What needs to be done:
Could you give the whole listing again, exactly as it reads?

Raw data:
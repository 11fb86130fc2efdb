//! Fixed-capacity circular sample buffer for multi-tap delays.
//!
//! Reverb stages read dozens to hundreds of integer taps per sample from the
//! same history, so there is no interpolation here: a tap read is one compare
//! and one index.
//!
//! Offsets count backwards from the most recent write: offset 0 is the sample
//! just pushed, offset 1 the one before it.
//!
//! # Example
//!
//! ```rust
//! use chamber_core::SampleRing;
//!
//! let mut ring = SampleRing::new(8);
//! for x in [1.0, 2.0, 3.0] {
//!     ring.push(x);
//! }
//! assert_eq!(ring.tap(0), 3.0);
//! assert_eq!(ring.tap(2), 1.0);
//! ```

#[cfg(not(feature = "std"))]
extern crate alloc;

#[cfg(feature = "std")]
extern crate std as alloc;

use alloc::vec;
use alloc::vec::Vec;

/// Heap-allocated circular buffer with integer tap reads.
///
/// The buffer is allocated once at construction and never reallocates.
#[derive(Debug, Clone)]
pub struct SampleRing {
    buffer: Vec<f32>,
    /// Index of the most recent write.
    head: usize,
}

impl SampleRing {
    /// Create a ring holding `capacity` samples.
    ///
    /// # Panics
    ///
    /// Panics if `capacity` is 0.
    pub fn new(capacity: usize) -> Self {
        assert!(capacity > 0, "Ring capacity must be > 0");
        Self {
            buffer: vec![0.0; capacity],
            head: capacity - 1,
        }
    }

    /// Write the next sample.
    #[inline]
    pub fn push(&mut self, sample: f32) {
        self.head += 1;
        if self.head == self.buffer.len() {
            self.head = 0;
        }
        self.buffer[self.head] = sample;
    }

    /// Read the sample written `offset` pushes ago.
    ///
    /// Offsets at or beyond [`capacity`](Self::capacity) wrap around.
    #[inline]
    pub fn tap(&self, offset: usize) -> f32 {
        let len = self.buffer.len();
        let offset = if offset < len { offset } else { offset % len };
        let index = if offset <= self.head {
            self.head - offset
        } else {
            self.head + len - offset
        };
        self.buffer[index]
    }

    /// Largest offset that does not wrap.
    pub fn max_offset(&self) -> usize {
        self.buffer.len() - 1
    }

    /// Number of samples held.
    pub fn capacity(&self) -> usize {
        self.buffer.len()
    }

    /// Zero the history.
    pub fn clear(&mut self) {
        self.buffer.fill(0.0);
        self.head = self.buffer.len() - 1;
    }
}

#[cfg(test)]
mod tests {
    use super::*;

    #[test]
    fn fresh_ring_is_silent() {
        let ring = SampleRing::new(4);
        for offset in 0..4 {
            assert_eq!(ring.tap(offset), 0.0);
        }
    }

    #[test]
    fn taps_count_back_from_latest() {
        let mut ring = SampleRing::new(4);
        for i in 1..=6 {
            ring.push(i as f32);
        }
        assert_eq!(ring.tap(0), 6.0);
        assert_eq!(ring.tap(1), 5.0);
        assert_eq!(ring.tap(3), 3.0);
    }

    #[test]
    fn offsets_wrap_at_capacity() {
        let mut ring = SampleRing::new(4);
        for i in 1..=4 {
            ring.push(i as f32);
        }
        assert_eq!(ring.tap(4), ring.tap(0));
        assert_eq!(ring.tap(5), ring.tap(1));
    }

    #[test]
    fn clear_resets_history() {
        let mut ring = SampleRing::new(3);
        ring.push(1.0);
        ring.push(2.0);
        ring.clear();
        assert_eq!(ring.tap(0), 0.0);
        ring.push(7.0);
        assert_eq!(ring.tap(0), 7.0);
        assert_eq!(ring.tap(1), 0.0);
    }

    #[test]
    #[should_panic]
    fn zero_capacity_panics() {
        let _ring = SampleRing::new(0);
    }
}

Answer space:
repository 11fb86130fc2efdb
//! Fixed-capacity circular sample buffer for multi-tap delays.
//!
//! Reverb stages read dozens to hundreds of integer taps per sample from the
//! same history, so there is no interpolation here: a tap read is one compare
//! and one index.
//!
//! Offsets count backwards from the most recent write: offset 0 is the sample
//! just pushed, offset 1 the one before it.
//!
//! # Example
//!
//! ```rust
//! use chamber_core::SampleRing;
//!
//! let mut ring = SampleRing::new(8);
//! for x in [1.0, 2.0, 3.0] {
//!     ring.push(x);
//! }
//! assert_eq!(ring.tap(0), 3.0);
//! assert_eq!(ring.tap(2), 1.0);
//! ```

#[cfg(not(feature = "std"))]
extern crate alloc;

#[cfg(feature = "std")]
extern crate std as alloc;

use alloc::vec;
use alloc::vec::Vec;

/// Heap-allocated circular buffer with integer tap reads.
///
/// The buffer is allocated once at construction and never reallocates.
#[derive(Debug, Clone)]
pub struct SampleRing {
    buffer: Vec<f32>,
    /// Index of the most recent write.
    head: usize,
}

impl SampleRing {
    /// Create a ring holding `capacity` samples.
    ///
    /// # Panics
    ///
    /// Panics if `capacity` is 0.
    pub fn new(capacity: usize) -> Self {
        assert!(capacity > 0, "Ring capacity must be > 0");
        Self {
            buffer: vec![0.0; capacity],
            head: capacity - 1,
        }
    }

    /// Write the next sample.
    #[inline]
    pub fn push(&mut self, sample: f32) {
        self.head += 1;
        if self.head == self.buffer.len() {
            self.head = 0;
        }
        self.buffer[self.head] = sample;
    }

    /// Read the sample written `offset` pushes ago.
    ///
    /// Offsets at or beyond [`capacity`](Self::capacity) wrap around.
    #[inline]
    pub fn tap(&self, offset: usize) -> f32 {
        let len = self.buffer.len();
        let offset = if offset < len { offset } else { offset % len };
        let index = if offset <= self.head {
            self.head - offset
        } else {
            self.head + len - offset
        };
        self.buffer[index]
    }

    /// Largest offset that does not wrap.
    pub fn max_offset(&self) -> usize {
        self.buffer.len() - 1
    }

    /// Number of samples held.
    pub fn capacity(&self) -> usize {
        self.buffer.len()
    }

    /// Zero the history.
    pub fn clear(&mut self) {
        self.buffer.fill(0.0);
        self.head = self.buffer.len() - 1;
    }
}

#[cfg(test)]
mod tests {
    use super::*;

    #[test]
    fn fresh_ring_is_silent() {
        let ring = SampleRing::new(4);
        for offset in 0..4 {
            assert_eq!(ring.tap(offset), 0.0);
        }
    }

    #[test]
    fn taps_count_back_from_latest() {
        let mut ring = SampleRing::new(4);
        for i in 1..=6 {
            ring.push(i as f32);
        }
        assert_eq!(ring.tap(0), 6.0);
        assert_eq!(ring.tap(1), 5.0);
        assert_eq!(ring.tap(3), 3.0);
    }

    #[test]
    fn offsets_wrap_at_capacity() {
        let mut ring = SampleRing::new(4);
        for i in 1..=4 {
            ring.push(i as f32);
        }
        assert_eq!(ring.tap(4), ring.tap(0));
        assert_eq!(ring.tap(5), ring.tap(1));
    }

    #[test]
    fn clear_resets_history() {
        let mut ring = SampleRing::new(3);
        ring.push(1.0);
        ring.push(2.0);
        ring.clear();
        assert_eq!(ring.tap(0), 0.0);
        ring.push(7.0);
        assert_eq!(ring.tap(0), 7.0);
        assert_eq!(ring.tap(1), 0.0);
    }

    #[test]
    #[should_panic]
    fn zero_capacity_panics() {
        let _ring = SampleRing::new(0);
    }
}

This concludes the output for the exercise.